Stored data
────────

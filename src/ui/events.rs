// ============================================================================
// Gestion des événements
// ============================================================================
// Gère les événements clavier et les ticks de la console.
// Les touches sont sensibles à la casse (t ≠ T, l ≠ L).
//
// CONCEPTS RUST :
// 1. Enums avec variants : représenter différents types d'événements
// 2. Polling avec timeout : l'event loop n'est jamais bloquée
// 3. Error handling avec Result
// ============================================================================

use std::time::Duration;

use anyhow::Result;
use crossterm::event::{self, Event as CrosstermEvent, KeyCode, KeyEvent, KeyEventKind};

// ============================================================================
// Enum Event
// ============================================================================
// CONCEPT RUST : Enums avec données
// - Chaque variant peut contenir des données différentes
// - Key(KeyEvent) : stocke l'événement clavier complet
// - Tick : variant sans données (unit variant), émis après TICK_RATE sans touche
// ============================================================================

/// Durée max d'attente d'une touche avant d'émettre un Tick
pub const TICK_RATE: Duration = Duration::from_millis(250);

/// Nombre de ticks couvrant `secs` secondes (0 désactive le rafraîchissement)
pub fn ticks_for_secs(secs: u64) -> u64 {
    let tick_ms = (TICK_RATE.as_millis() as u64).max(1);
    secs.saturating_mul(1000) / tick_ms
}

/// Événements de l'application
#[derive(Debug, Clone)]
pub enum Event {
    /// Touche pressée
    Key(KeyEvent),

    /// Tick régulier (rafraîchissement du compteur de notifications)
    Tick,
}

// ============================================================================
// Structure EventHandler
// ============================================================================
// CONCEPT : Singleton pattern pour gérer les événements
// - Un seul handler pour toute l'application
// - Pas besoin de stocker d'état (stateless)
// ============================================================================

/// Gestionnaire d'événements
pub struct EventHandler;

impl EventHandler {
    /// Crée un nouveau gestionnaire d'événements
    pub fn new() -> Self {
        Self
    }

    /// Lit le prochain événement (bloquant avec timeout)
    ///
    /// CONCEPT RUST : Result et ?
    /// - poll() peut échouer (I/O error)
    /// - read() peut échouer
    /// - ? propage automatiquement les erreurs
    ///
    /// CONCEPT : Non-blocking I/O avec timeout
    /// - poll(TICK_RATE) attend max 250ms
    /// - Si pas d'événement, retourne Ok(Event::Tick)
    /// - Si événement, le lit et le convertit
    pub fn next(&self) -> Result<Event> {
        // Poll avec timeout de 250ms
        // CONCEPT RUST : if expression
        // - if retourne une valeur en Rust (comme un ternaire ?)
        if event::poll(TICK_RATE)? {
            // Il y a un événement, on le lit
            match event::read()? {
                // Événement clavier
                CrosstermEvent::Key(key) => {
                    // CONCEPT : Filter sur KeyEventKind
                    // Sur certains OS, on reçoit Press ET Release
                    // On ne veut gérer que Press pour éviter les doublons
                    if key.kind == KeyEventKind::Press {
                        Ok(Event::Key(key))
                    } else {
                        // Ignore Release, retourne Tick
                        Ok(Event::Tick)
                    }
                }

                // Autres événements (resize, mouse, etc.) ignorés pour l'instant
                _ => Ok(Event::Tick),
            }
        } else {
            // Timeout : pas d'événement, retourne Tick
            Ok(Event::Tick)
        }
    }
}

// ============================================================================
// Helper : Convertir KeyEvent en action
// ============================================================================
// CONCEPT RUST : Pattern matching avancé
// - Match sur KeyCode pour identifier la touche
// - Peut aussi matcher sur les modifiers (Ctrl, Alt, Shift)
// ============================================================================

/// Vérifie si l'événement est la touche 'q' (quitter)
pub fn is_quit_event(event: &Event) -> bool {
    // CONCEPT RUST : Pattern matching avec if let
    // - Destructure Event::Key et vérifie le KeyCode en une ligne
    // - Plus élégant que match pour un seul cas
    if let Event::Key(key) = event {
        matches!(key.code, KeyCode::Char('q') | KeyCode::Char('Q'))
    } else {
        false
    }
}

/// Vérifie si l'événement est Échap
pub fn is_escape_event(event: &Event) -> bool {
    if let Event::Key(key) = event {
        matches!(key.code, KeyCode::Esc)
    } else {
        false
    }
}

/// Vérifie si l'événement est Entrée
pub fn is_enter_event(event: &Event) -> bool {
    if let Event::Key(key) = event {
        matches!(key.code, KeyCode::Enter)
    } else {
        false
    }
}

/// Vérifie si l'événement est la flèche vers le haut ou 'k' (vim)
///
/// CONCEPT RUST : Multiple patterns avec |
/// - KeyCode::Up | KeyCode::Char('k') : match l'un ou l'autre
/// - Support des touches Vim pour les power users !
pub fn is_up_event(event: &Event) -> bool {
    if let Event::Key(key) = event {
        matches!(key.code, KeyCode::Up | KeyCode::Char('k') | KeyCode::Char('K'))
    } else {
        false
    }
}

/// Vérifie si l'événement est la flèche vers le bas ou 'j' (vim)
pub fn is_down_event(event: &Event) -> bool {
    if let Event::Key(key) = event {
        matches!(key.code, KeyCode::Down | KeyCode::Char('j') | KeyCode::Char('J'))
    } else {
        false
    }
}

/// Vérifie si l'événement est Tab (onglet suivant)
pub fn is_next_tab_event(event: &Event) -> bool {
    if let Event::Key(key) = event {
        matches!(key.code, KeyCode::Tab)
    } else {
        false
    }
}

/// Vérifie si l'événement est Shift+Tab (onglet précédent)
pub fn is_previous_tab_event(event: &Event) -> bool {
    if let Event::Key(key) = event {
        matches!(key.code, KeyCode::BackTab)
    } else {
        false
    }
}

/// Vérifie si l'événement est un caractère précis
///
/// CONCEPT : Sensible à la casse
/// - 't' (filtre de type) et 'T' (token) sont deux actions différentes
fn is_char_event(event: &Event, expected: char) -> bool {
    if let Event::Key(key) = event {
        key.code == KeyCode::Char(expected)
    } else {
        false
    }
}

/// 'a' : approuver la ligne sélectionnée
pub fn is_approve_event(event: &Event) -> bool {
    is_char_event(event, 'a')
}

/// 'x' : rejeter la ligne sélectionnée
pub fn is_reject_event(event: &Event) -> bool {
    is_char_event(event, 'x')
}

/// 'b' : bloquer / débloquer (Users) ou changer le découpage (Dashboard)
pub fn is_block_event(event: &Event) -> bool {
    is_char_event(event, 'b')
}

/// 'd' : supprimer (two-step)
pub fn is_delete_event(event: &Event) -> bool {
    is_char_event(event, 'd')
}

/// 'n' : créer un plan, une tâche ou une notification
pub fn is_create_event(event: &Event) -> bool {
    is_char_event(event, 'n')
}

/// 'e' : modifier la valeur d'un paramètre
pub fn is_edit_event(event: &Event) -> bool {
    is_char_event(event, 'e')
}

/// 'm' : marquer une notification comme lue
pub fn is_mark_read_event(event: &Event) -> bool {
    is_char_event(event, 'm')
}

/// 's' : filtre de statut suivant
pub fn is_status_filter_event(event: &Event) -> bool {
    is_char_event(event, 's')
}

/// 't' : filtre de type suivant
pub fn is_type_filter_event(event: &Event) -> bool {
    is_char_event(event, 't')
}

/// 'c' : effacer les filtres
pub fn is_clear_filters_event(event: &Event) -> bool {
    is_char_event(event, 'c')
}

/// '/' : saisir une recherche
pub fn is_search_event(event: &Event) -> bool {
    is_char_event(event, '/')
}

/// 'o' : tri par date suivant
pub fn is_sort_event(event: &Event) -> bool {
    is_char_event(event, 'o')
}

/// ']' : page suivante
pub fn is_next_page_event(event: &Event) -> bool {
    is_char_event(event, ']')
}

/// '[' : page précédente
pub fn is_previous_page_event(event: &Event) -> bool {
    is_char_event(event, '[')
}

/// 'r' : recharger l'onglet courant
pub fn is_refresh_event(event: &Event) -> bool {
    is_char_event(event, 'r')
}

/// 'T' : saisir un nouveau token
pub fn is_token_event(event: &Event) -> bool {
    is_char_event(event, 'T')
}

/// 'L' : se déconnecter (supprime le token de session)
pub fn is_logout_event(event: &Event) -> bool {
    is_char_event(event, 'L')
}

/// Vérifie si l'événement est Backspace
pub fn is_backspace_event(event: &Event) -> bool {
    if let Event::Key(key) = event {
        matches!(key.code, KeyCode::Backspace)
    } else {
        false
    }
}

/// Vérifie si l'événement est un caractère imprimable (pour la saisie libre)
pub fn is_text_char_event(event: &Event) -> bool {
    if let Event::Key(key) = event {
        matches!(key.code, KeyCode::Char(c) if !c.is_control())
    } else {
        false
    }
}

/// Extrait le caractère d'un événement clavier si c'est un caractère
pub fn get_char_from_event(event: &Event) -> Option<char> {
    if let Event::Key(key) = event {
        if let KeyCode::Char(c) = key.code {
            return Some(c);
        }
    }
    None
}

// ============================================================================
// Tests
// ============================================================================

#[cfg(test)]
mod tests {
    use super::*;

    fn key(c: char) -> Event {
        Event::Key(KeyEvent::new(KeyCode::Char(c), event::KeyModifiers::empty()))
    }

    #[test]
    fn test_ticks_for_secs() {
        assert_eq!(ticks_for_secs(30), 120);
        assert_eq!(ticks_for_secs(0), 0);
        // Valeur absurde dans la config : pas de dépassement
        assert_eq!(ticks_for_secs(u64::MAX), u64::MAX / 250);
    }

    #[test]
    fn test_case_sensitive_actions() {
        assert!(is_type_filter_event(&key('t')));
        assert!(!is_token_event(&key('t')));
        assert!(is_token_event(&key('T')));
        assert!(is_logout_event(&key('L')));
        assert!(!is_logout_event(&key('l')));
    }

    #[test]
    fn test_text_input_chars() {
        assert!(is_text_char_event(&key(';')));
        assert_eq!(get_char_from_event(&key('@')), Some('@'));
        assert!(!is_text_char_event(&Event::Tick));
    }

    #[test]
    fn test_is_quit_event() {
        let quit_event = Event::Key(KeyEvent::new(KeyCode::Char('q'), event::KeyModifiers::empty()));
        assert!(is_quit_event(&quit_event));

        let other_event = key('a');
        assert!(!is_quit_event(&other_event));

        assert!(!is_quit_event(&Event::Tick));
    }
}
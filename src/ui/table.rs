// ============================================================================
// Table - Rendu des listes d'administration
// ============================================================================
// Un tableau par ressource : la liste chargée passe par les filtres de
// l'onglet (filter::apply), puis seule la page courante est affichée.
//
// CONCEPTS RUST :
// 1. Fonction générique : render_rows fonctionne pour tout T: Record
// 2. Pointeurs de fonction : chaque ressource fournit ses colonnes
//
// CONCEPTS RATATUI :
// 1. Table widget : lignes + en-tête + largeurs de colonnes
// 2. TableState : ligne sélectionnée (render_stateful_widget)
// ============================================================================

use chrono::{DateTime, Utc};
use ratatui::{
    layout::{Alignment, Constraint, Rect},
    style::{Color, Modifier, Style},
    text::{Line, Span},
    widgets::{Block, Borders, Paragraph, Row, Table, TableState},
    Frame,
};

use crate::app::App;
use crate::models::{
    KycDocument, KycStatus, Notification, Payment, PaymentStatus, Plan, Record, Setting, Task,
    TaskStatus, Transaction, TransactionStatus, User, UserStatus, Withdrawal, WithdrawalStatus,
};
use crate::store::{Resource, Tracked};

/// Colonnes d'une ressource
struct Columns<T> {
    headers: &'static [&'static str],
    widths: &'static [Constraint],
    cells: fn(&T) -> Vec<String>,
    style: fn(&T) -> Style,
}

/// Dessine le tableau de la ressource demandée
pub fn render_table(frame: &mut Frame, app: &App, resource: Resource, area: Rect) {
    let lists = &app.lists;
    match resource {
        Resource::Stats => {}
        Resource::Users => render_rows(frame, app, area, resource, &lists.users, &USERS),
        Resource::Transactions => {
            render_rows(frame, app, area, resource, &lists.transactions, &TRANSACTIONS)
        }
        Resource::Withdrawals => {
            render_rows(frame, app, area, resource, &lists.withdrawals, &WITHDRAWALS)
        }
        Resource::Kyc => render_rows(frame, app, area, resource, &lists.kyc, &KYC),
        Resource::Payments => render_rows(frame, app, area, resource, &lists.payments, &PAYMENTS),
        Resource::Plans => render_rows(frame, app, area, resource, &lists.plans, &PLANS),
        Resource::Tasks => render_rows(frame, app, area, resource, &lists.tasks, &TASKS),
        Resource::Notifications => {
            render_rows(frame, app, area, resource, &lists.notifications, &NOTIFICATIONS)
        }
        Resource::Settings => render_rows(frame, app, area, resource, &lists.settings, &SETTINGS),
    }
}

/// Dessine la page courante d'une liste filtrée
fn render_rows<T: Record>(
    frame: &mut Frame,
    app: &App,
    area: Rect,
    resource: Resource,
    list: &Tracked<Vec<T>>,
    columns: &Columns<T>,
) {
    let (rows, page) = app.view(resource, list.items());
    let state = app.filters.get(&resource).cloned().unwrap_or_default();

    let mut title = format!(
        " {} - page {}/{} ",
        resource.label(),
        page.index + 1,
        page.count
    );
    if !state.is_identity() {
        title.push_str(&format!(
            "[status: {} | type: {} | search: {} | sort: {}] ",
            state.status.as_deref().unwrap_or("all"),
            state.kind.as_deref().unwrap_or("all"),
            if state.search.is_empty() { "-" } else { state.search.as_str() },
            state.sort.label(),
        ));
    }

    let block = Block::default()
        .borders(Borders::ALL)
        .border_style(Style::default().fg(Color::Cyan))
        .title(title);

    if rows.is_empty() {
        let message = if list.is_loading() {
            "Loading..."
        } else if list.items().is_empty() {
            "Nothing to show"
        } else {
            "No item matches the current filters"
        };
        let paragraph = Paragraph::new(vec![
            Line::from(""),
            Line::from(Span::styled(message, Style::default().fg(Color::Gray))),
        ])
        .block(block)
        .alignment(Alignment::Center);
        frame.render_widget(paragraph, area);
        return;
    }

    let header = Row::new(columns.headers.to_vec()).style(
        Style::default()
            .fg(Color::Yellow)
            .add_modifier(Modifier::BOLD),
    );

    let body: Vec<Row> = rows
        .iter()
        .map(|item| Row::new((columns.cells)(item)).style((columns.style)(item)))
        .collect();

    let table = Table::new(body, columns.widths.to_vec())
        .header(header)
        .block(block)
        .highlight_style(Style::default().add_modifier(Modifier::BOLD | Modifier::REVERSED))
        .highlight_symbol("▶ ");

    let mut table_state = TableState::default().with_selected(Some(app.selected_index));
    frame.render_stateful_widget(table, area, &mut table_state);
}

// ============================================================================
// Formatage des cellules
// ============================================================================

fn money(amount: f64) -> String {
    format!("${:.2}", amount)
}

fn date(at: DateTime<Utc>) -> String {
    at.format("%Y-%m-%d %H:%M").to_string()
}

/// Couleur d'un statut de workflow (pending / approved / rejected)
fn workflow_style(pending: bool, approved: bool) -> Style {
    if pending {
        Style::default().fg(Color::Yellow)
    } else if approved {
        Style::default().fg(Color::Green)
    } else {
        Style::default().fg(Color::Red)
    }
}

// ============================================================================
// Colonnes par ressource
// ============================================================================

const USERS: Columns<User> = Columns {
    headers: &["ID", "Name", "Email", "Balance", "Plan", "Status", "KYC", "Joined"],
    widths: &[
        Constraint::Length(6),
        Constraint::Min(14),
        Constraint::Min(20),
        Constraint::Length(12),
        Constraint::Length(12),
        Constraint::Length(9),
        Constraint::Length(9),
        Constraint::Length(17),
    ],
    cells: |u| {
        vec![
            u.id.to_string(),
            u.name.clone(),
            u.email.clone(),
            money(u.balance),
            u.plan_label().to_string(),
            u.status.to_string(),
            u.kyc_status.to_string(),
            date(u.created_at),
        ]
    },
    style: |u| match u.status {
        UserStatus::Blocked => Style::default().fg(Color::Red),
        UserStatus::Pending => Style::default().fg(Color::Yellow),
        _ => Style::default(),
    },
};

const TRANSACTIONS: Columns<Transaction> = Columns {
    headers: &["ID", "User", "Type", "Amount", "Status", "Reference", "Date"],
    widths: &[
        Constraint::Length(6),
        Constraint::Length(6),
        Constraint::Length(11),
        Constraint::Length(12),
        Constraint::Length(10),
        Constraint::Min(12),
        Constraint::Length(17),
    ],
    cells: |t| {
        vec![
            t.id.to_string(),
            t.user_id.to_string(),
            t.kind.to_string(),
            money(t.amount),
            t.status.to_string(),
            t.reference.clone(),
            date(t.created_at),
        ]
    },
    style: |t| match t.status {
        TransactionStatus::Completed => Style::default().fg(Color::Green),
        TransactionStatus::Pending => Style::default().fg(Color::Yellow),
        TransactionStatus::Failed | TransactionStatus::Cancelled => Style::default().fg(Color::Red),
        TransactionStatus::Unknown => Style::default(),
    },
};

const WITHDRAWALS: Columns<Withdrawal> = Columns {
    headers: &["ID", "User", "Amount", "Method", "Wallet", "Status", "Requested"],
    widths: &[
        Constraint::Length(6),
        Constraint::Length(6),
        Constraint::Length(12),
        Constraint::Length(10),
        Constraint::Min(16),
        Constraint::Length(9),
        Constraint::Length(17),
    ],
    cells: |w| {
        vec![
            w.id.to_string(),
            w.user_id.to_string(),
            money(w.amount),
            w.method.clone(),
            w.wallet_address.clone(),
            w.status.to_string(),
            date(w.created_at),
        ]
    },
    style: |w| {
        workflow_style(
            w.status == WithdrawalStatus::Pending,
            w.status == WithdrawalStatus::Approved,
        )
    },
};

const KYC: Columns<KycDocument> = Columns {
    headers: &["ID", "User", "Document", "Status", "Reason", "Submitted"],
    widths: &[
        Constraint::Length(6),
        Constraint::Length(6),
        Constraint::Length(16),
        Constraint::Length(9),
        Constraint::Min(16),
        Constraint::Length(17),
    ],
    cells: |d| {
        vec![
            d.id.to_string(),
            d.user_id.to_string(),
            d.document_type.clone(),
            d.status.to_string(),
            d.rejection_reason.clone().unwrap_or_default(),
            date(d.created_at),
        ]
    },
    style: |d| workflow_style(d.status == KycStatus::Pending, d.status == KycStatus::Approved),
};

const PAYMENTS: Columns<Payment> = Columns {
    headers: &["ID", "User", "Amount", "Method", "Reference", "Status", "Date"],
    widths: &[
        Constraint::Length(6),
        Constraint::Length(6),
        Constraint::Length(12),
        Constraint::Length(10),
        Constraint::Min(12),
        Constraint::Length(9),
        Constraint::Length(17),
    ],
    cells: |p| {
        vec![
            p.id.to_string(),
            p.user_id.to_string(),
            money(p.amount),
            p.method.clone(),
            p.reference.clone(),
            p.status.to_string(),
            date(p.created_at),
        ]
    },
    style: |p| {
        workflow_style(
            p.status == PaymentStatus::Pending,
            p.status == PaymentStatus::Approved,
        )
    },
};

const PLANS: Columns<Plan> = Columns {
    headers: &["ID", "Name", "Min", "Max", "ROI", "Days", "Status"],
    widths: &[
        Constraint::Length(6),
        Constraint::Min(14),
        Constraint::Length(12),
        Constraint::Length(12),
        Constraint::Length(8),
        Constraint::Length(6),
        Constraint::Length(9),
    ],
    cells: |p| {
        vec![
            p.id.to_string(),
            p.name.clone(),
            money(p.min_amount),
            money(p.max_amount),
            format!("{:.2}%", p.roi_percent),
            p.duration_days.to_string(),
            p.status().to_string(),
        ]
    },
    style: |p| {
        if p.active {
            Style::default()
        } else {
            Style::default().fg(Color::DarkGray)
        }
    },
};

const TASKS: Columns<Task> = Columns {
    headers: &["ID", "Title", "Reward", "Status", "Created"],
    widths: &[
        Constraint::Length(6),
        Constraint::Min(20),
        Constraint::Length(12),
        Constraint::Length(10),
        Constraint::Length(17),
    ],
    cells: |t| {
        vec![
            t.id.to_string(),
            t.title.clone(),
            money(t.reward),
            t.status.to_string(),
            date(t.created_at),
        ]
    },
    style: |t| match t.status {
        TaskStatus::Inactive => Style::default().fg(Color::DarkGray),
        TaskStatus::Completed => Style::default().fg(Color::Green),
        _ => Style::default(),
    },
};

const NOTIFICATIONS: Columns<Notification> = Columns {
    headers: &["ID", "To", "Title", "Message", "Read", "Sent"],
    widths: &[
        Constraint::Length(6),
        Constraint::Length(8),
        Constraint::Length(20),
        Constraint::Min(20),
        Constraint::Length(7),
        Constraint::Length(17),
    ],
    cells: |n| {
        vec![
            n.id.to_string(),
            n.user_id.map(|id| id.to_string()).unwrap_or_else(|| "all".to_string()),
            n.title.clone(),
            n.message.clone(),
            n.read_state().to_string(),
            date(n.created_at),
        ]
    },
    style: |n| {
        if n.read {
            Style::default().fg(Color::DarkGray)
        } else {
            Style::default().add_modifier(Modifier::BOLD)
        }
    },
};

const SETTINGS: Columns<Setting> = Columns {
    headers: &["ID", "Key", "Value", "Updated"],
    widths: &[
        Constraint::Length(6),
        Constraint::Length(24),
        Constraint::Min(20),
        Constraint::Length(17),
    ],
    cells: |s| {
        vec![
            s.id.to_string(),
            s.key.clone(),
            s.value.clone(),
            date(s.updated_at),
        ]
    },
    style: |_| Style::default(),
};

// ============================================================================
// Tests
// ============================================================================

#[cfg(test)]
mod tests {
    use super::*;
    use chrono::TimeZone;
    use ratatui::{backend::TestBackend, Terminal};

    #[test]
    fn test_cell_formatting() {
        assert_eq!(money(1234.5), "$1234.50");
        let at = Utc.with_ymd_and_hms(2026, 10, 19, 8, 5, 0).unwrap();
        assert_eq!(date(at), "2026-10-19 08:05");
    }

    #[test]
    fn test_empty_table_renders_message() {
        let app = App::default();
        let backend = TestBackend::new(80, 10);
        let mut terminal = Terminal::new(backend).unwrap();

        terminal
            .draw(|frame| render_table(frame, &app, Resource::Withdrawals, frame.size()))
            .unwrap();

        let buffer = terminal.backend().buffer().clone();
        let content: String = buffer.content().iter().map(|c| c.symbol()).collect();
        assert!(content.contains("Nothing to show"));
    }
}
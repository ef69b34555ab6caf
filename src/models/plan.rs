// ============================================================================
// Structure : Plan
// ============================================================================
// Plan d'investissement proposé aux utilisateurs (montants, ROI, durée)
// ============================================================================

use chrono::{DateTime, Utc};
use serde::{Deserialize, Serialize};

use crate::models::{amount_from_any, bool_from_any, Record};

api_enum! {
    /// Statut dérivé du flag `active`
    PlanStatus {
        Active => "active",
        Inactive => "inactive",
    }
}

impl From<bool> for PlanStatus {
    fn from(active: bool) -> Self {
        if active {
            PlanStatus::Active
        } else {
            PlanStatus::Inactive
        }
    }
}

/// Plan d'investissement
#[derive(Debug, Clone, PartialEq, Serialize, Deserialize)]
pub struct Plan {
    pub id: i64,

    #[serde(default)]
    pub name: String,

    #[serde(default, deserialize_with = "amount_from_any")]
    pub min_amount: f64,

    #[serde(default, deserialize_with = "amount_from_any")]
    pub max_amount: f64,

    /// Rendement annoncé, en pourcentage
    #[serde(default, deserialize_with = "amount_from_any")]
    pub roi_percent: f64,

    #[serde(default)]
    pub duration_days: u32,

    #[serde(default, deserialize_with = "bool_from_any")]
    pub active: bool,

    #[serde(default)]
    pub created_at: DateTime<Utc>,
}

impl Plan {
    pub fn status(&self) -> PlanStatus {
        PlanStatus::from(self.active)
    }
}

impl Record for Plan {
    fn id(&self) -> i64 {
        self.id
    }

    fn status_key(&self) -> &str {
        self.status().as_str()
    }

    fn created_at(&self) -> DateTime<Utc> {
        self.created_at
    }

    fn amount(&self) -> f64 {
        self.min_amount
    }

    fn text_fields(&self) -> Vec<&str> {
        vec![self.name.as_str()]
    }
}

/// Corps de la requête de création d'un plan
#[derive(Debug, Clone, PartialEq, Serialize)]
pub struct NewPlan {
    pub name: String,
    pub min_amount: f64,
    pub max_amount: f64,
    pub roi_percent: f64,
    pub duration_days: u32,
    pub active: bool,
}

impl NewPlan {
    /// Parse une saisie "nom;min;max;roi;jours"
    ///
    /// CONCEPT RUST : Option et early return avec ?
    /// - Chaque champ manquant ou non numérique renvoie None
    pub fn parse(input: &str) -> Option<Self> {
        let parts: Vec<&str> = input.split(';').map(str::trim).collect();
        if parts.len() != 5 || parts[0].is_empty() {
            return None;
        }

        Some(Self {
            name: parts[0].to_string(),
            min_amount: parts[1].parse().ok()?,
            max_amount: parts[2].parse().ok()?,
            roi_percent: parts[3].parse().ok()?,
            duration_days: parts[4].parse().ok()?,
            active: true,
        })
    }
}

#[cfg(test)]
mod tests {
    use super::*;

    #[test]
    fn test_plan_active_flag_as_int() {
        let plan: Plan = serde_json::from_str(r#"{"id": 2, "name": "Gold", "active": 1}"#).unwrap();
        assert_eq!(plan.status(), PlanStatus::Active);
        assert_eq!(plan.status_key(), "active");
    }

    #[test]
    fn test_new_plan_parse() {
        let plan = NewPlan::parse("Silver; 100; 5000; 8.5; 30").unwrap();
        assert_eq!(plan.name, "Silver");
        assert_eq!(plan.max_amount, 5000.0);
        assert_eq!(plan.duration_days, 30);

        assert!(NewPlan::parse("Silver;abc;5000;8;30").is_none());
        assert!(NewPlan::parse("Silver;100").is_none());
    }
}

────────

WHAT YOU WILL DO: The line above containing "timeout de 250ms", the line containing "d'événement, retourne Tick", and every line between them are to be transcribed exactly; no other line is wanted.

EXPECTED OUTPUT:
        // Poll avec timeout de 250ms
        // CONCEPT RUST : if expression
        // - if retourne une valeur en Rust (comme un ternaire ?)
        if event::poll(TICK_RATE)? {
            // Il y a un événement, on le lit
            match event::read()? {
                // Événement clavier
                CrosstermEvent::Key(key) => {
                    // CONCEPT : Filter sur KeyEventKind
                    // Sur certains OS, on reçoit Press ET Release
                    // On ne veut gérer que Press pour éviter les doublons
                    if key.kind == KeyEventKind::Press {
                        Ok(Event::Key(key))
                    } else {
                        // Ignore Release, retourne Tick
                        Ok(Event::Tick)
                    }
                }

                // Autres événements (resize, mouse, etc.) ignorés pour l'instant
                _ => Ok(Event::Tick),
            }
        } else {
            // Timeout : pas d'événement, retourne Tick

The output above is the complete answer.